Impala trot amongst the 20 tents, babies in tow. They feel safe here and will graze the plains during the day, coming back to the security of the camp during the dark, dangerous nights. There was excitement when, before 7am, a lion was spotted by some guests, cruising the scene, but the guards are wise to his presence.
“I don’t like lions,” says Bobby, with surprising vehemence. “They are mean, stupid animals. When they kill, they begin to eat at the balls. That’s mean.”
Everything is at the waterhole even though it’s an unfashionable time to be drinking, now at lunchtime – despondent wildebeest drink morosely, zebras kick and frolic, baboons spit and argue, buffalo drink deeply and resignedly and even an impala skips between them, a scout for his bunch of bachelor boys, males who have been cast out of the herd to find their own ladies.
Tsavo West national park is stricken by drought, which is a naturally occurring phenomenon here every 10 to 15 years. But this year, it seems to be worse: perhaps because there are more tourists witnessing the effects – the decomposing bodies of starved hippos in the waterholes, the gaunt lone buffalo living from day to day in the hope lions won’t take them during the coming night, and the migration of the Maasi men, who are droving their cattle across the length and breadth of the country in search of green pastures.
On the outskirts of Nairobi, I saw a band of Maasi patiently sitting outside the Nairobi National Park waiting for their confiscated cattle to be returned to them – they had turned their herd loose in the park for its grass, and rangers had arrested the cattle and were debating the course of action. 
In a Maasi village in southern Kenya, a group of women told me how 20 men from their village have been away for two months, droving their cattle.
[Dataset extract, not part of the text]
pub mod math;
pub mod time;

pub use math::{approx_eq, lerp};
pub use time::{unix_timestamp, ManualClock, SystemClock, TimeSource};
If they stay on this dry, dusty land, they will grow thinner and weaker, and even the ferocious skills of the Maasi won’t be able to protect them from lions.
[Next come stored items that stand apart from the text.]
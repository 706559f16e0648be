//! Clock abstraction.
//!
//! Anything that needs "current local time" takes an `Arc<dyn TimeSource>`
//! so tests can drive time by hand.

use std::sync::atomic::{AtomicU64, Ordering};
use std::time::{SystemTime, UNIX_EPOCH};

/// Source of local time in seconds
pub trait TimeSource: Send + Sync + std::fmt::Debug {
    fn now_secs(&self) -> f64;
}

/// Wall clock
#[derive(Debug, Default, Clone, Copy)]
pub struct SystemClock;

impl TimeSource for SystemClock {
    fn now_secs(&self) -> f64 {
        SystemTime::now()
            .duration_since(UNIX_EPOCH)
            .map(|d| d.as_secs_f64())
            .unwrap_or(0.0)
    }
}

/// Hand-driven clock for tests and replays
#[derive(Debug, Default)]
pub struct ManualClock {
    bits: AtomicU64,
}

impl ManualClock {
    pub fn new(start: f64) -> Self {
        Self {
            bits: AtomicU64::new(start.to_bits()),
        }
    }

    pub fn set(&self, secs: f64) {
        self.bits.store(secs.to_bits(), Ordering::Relaxed);
    }

    pub fn advance(&self, secs: f64) {
        self.set(self.now_secs() + secs);
    }
}

impl TimeSource for ManualClock {
    fn now_secs(&self) -> f64 {
        f64::from_bits(self.bits.load(Ordering::Relaxed))
    }
}

/// Whole seconds since the Unix epoch
pub fn unix_timestamp() -> i64 {
    SystemTime::now()
        .duration_since(UNIX_EPOCH)
        .map(|d| d.as_secs() as i64)
        .unwrap_or(0)
}

#[cfg(test)]
mod tests {
    use super::*;

    #[test]
    fn test_manual_clock() {
        let clock = ManualClock::new(10.0);
        assert_eq!(clock.now_secs(), 10.0);
        clock.advance(0.5);
        assert_eq!(clock.now_secs(), 10.5);
        clock.set(1.0);
        assert_eq!(clock.now_secs(), 1.0);
    }

    #[test]
    fn test_system_clock_is_after_2020() {
        assert!(SystemClock.now_secs() > 1_577_836_800.0);
        assert!(unix_timestamp() > 1_577_836_800);
    }
}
Further west, in the internationally famous Masai Mara game reserve on the Kenyan-Tanzania border, we saw a Maasi cow snared in mud on a river crossing. The herd had passed through but many thin cattle gorge themselves on dry grass, then drink too deeply, their bloated bodies becoming too heavy for their thin legs, and they collapse. The herd waits for no-one. “The Maasi know they must pay a sacrifice to the greater good,” said my guide Julius. “She will either get clear and rejoin the herd, or grow weaker as she struggles and become an easy kill for the plains hunters.”
Meanwhile, in Tsavo East National Park, our camp’s staff describe how they have had five dead elephants in the past 14 days, starved of food.
The lions are fat these days, feasting on Kenya’s misfortune.